- Exercise instructions:
An exact reprint of the data below is required, line for line.

'''

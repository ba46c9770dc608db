//! Provider bridge: the seam between the handshake controller and an
//! identity SDK.
//!
//! A bridge answers "is there a cached credential?", arms the provider's
//! login entry point, and turns whatever the SDK reports into exactly one
//! [`NormalizedEvent`]. It keeps no handshake state of its own.

use std::fmt;

use passport_types::{CredentialToken, NormalizedEvent, PermissionScope, ProviderKind};
use tokio::sync::oneshot;

use crate::sdk::{IdentitySdk, SdkOutcome};

/// Opaque payload that completes an in-flight SDK login when the result
/// reaches the host instead of the SDK (for example a pasted redirect URL).
#[derive(Clone, PartialEq, Eq)]
pub struct CompletionEnvelope(String);

impl CompletionEnvelope {
    pub fn new(payload: impl Into<String>) -> Self {
        Self(payload.into())
    }

    pub fn as_str(&self) -> &str {
        &self.0
    }
}

// Envelopes usually carry codes or tokens.
impl fmt::Debug for CompletionEnvelope {
    fn fmt(&self, f: &mut fmt::Formatter<'_>) -> fmt::Result {
        write!(f, "CompletionEnvelope({} bytes)", self.0.len())
    }
}

/// Single-shot event channel handed to [`ProviderBridge::arm`].
///
/// `emit` consumes the sender, so a bridge cannot report twice.
#[derive(Debug)]
pub struct EventSender {
    tx: oneshot::Sender<NormalizedEvent>,
}

impl EventSender {
    /// Delivers the event. Returns false if the handshake stopped waiting.
    pub fn emit(self, event: NormalizedEvent) -> bool {
        self.tx.send(event).is_ok()
    }

    /// True once the controller side has been dropped.
    pub fn is_closed(&self) -> bool {
        self.tx.is_closed()
    }
}

#[derive(Debug)]
pub struct EventReceiver {
    rx: Option<oneshot::Receiver<NormalizedEvent>>,
}

impl EventReceiver {
    /// Waits for the bridge's event.
    ///
    /// Returns None if the sender was dropped without emitting, and on every
    /// call after the channel finished.
    pub async fn recv(&mut self) -> Option<NormalizedEvent> {
        let rx = self.rx.as_mut()?;
        let event = rx.await.ok();
        self.rx = None;
        event
    }

    /// Non-blocking check for an already emitted event.
    pub fn try_recv(&mut self) -> Option<NormalizedEvent> {
        let rx = self.rx.as_mut()?;
        match rx.try_recv() {
            Ok(event) => {
                self.rx = None;
                Some(event)
            }
            Err(oneshot::error::TryRecvError::Empty) => None,
            Err(oneshot::error::TryRecvError::Closed) => {
                self.rx = None;
                None
            }
        }
    }
}

pub fn event_channel() -> (EventSender, EventReceiver) {
    let (tx, rx) = oneshot::channel();
    (EventSender { tx }, EventReceiver { rx: Some(rx) })
}

pub trait ProviderBridge: Send + Sync {
    fn provider_kind(&self) -> ProviderKind;

    /// Non-blocking check against the SDK's session cache.
    fn has_cached_credential(&self) -> bool {
        self.current_credential().is_some()
    }

    /// The cached credential, if any. Never waits on the network.
    fn current_credential(&self) -> Option<CredentialToken>;

    /// Arms the login entry point. The bridge calls `on_event` at most once.
    ///
    /// Must not be called again before the previous arm has fired.
    fn arm(&self, scope: &PermissionScope, on_event: EventSender);

    /// Hands a completion payload received by the host to the SDK.
    fn forward_completion_envelope(&self, envelope: &CompletionEnvelope);
}

/// Maps an SDK's native completion into the normalized event shape.
pub fn normalize(outcome: SdkOutcome) -> NormalizedEvent {
    match outcome {
        SdkOutcome::Success(login) => NormalizedEvent::Success {
            credential_token: login.access_token,
        },
        SdkOutcome::Cancel => NormalizedEvent::Cancelled,
        SdkOutcome::Error(err) => NormalizedEvent::Failed {
            message: err.into_message(),
        },
    }
}

/// Bridge over any [`IdentitySdk`].
pub struct SdkBridge<S> {
    sdk: S,
}

impl<S: IdentitySdk> SdkBridge<S> {
    pub fn new(sdk: S) -> Self {
        Self { sdk }
    }

    pub fn sdk(&self) -> &S {
        &self.sdk
    }
}

impl<S: IdentitySdk> ProviderBridge for SdkBridge<S> {
    fn provider_kind(&self) -> ProviderKind {
        self.sdk.provider_kind()
    }

    fn current_credential(&self) -> Option<CredentialToken> {
        self.sdk
            .current_access_token()
            .filter(|token| !token.is_empty())
    }

    fn arm(&self, scope: &PermissionScope, on_event: EventSender) {
        let provider = self.sdk.provider_kind();
        self.sdk.begin_login(
            scope,
            Box::new(move |outcome| {
                match &outcome {
                    SdkOutcome::Success(login) => {
                        tracing::debug!(%provider, granted = %login.granted_scope.join(","), "sdk login succeeded");
                    }
                    SdkOutcome::Cancel => tracing::warn!(%provider, "sdk login cancelled"),
                    SdkOutcome::Error(err) => tracing::error!(%provider, error = %err, "sdk login failed"),
                }
                if !on_event.emit(normalize(outcome)) {
                    tracing::debug!(%provider, "handshake no longer waiting; dropping sdk outcome");
                }
            }),
        );
    }

    fn forward_completion_envelope(&self, envelope: &CompletionEnvelope) {
        if !self.sdk.on_completion(envelope) {
            tracing::debug!(?envelope, "sdk did not accept completion envelope");
        }
    }
}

'''

- Expected answer:
repository ba46c9770dc608db
//! Provider bridge: the seam between the handshake controller and an
//! identity SDK.
//!
//! A bridge answers "is there a cached credential?", arms the provider's
//! login entry point, and turns whatever the SDK reports into exactly one
//! [`NormalizedEvent`]. It keeps no handshake state of its own.

use std::fmt;

use passport_types::{CredentialToken, NormalizedEvent, PermissionScope, ProviderKind};
use tokio::sync::oneshot;

use crate::sdk::{IdentitySdk, SdkOutcome};

/// Opaque payload that completes an in-flight SDK login when the result
/// reaches the host instead of the SDK (for example a pasted redirect URL).
#[derive(Clone, PartialEq, Eq)]
pub struct CompletionEnvelope(String);

impl CompletionEnvelope {
    pub fn new(payload: impl Into<String>) -> Self {
        Self(payload.into())
    }

    pub fn as_str(&self) -> &str {
        &self.0
    }
}

// Envelopes usually carry codes or tokens.
impl fmt::Debug for CompletionEnvelope {
    fn fmt(&self, f: &mut fmt::Formatter<'_>) -> fmt::Result {
        write!(f, "CompletionEnvelope({} bytes)", self.0.len())
    }
}

/// Single-shot event channel handed to [`ProviderBridge::arm`].
///
/// `emit` consumes the sender, so a bridge cannot report twice.
#[derive(Debug)]
pub struct EventSender {
    tx: oneshot::Sender<NormalizedEvent>,
}

impl EventSender {
    /// Delivers the event. Returns false if the handshake stopped waiting.
    pub fn emit(self, event: NormalizedEvent) -> bool {
        self.tx.send(event).is_ok()
    }

    /// True once the controller side has been dropped.
    pub fn is_closed(&self) -> bool {
        self.tx.is_closed()
    }
}

#[derive(Debug)]
pub struct EventReceiver {
    rx: Option<oneshot::Receiver<NormalizedEvent>>,
}

impl EventReceiver {
    /// Waits for the bridge's event.
    ///
    /// Returns None if the sender was dropped without emitting, and on every
    /// call after the channel finished.
    pub async fn recv(&mut self) -> Option<NormalizedEvent> {
        let rx = self.rx.as_mut()?;
        let event = rx.await.ok();
        self.rx = None;
        event
    }

    /// Non-blocking check for an already emitted event.
    pub fn try_recv(&mut self) -> Option<NormalizedEvent> {
        let rx = self.rx.as_mut()?;
        match rx.try_recv() {
            Ok(event) => {
                self.rx = None;
                Some(event)
            }
            Err(oneshot::error::TryRecvError::Empty) => None,
            Err(oneshot::error::TryRecvError::Closed) => {
                self.rx = None;
                None
            }
        }
    }
}

pub fn event_channel() -> (EventSender, EventReceiver) {
    let (tx, rx) = oneshot::channel();
    (EventSender { tx }, EventReceiver { rx: Some(rx) })
}

pub trait ProviderBridge: Send + Sync {
    fn provider_kind(&self) -> ProviderKind;

    /// Non-blocking check against the SDK's session cache.
    fn has_cached_credential(&self) -> bool {
        self.current_credential().is_some()
    }

    /// The cached credential, if any. Never waits on the network.
    fn current_credential(&self) -> Option<CredentialToken>;

    /// Arms the login entry point. The bridge calls `on_event` at most once.
    ///
    /// Must not be called again before the previous arm has fired.
    fn arm(&self, scope: &PermissionScope, on_event: EventSender);

    /// Hands a completion payload received by the host to the SDK.
    fn forward_completion_envelope(&self, envelope: &CompletionEnvelope);
}

/// Maps an SDK's native completion into the normalized event shape.
pub fn normalize(outcome: SdkOutcome) -> NormalizedEvent {
    match outcome {
        SdkOutcome::Success(login) => NormalizedEvent::Success {
            credential_token: login.access_token,
        },
        SdkOutcome::Cancel => NormalizedEvent::Cancelled,
        SdkOutcome::Error(err) => NormalizedEvent::Failed {
            message: err.into_message(),
        },
    }
}

/// Bridge over any [`IdentitySdk`].
pub struct SdkBridge<S> {
    sdk: S,
}

impl<S: IdentitySdk> SdkBridge<S> {
    pub fn new(sdk: S) -> Self {
        Self { sdk }
    }

    pub fn sdk(&self) -> &S {
        &self.sdk
    }
}

impl<S: IdentitySdk> ProviderBridge for SdkBridge<S> {
    fn provider_kind(&self) -> ProviderKind {
        self.sdk.provider_kind()
    }

    fn current_credential(&self) -> Option<CredentialToken> {
        self.sdk
            .current_access_token()
            .filter(|token| !token.is_empty())
    }

    fn arm(&self, scope: &PermissionScope, on_event: EventSender) {
        let provider = self.sdk.provider_kind();
        self.sdk.begin_login(
            scope,
            Box::new(move |outcome| {
                match &outcome {
                    SdkOutcome::Success(login) => {
                        tracing::debug!(%provider, granted = %login.granted_scope.join(","), "sdk login succeeded");
                    }
                    SdkOutcome::Cancel => tracing::warn!(%provider, "sdk login cancelled"),
                    SdkOutcome::Error(err) => tracing::error!(%provider, error = %err, "sdk login failed"),
                }
                if !on_event.emit(normalize(outcome)) {
                    tracing::debug!(%provider, "handshake no longer waiting; dropping sdk outcome");
                }
            }),
        );
    }

    fn forward_completion_envelope(&self, envelope: &CompletionEnvelope) {
        if !self.sdk.on_completion(envelope) {
            tracing::debug!(?envelope, "sdk did not accept completion envelope");
        }
    }
}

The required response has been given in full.